[Saved entries]
------------------------------------------------------------------------
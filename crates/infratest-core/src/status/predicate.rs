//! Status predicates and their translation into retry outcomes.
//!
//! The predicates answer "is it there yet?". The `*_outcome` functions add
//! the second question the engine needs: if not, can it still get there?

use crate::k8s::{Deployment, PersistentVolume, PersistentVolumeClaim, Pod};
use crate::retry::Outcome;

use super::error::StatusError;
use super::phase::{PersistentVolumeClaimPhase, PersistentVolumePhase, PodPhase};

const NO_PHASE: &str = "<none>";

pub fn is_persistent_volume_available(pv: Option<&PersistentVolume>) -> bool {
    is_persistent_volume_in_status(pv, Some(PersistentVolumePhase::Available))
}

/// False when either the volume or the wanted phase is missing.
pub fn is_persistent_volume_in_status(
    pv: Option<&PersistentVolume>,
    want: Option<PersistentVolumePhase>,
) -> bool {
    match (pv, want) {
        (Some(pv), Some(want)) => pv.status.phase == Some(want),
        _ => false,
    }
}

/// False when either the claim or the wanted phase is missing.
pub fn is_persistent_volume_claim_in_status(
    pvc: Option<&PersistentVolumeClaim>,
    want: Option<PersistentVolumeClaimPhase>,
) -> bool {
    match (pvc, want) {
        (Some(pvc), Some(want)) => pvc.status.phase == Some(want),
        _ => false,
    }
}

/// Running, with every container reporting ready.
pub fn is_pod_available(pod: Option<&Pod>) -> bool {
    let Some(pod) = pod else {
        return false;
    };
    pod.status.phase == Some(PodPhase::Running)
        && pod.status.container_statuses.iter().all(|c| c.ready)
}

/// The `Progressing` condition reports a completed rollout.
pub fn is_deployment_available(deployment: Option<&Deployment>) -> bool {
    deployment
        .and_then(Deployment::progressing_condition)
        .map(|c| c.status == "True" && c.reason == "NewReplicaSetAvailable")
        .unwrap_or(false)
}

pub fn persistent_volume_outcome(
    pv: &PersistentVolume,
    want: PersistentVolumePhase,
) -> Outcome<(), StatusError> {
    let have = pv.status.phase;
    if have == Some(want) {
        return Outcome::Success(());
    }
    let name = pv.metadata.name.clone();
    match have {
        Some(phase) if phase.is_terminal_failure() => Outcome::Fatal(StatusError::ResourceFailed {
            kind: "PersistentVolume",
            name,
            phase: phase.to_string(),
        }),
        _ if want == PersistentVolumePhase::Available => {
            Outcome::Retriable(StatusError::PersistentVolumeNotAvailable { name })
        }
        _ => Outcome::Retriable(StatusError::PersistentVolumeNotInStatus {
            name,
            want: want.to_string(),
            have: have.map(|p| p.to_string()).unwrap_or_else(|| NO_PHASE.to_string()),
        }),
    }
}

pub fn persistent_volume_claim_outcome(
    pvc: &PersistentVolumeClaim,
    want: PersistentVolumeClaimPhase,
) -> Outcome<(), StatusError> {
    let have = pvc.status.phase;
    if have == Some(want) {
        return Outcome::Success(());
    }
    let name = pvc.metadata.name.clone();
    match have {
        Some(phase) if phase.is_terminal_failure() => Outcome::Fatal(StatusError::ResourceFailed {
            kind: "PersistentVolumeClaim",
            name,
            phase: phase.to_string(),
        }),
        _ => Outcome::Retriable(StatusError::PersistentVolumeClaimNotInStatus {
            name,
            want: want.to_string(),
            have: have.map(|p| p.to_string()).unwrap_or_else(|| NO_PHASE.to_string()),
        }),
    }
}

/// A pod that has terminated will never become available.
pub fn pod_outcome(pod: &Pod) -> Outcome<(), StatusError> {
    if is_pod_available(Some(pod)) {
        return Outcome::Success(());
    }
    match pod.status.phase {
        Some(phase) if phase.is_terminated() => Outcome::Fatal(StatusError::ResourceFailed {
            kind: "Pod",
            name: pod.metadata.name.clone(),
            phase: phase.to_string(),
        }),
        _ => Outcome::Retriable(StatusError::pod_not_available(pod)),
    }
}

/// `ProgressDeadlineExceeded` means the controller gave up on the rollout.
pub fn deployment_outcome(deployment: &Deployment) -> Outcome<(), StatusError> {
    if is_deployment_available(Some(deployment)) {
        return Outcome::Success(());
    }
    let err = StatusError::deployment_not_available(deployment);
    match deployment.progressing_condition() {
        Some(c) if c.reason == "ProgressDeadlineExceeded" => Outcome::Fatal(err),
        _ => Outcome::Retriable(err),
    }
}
------------------------------------------------------------------------
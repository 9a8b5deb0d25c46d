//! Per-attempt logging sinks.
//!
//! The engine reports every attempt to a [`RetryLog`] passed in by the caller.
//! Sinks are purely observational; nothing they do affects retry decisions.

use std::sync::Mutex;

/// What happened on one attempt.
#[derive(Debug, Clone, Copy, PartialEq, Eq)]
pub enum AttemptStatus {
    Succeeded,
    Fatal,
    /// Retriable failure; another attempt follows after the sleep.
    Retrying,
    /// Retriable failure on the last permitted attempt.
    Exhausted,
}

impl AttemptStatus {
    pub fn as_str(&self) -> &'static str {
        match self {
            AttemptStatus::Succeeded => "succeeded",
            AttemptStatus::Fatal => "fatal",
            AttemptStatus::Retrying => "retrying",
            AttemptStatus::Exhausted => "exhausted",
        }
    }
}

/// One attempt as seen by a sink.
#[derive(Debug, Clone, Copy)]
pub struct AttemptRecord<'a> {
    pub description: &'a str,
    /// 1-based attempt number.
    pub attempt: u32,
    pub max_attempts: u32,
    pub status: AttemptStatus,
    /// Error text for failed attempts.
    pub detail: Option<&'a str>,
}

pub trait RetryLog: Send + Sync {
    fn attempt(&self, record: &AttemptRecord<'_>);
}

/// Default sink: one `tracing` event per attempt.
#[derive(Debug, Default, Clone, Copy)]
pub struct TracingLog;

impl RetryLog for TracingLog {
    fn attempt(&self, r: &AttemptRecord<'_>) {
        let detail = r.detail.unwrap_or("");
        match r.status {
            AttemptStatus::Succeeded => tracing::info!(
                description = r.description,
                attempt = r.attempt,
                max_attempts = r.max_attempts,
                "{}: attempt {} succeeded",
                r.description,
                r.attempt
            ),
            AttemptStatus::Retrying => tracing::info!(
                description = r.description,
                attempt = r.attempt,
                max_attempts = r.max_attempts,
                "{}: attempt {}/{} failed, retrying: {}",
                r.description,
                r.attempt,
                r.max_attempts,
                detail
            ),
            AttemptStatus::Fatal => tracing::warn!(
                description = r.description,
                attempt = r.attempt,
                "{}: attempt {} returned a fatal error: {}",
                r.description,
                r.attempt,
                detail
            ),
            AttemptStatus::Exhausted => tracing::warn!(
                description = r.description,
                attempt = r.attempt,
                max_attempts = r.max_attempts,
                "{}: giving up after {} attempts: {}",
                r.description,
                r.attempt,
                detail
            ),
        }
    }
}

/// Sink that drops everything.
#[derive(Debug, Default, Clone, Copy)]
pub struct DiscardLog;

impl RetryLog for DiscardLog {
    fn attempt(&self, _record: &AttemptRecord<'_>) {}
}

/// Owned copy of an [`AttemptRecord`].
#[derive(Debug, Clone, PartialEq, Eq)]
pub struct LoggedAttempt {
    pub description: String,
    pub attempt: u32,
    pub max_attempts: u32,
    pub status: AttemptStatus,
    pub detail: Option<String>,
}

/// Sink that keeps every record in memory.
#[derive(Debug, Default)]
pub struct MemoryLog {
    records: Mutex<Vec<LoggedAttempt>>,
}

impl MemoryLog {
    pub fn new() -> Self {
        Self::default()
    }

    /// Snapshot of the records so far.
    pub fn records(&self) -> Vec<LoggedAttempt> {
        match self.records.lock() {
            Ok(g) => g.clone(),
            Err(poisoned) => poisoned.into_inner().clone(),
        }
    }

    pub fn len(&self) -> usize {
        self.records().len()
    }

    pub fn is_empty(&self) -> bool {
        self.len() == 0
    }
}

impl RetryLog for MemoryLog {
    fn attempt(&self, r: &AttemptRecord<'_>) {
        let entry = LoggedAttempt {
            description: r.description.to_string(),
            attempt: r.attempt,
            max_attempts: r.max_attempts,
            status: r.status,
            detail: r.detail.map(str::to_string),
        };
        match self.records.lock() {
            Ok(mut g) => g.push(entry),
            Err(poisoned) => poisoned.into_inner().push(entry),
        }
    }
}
------------------------------------------------------------------------
▶ [EXERCISE]: Gather up, from the records above, each line where the word "DiscardLog" appears.

▶ [EXERCISE ANSWER]:
pub struct DiscardLog;
impl RetryLog for DiscardLog {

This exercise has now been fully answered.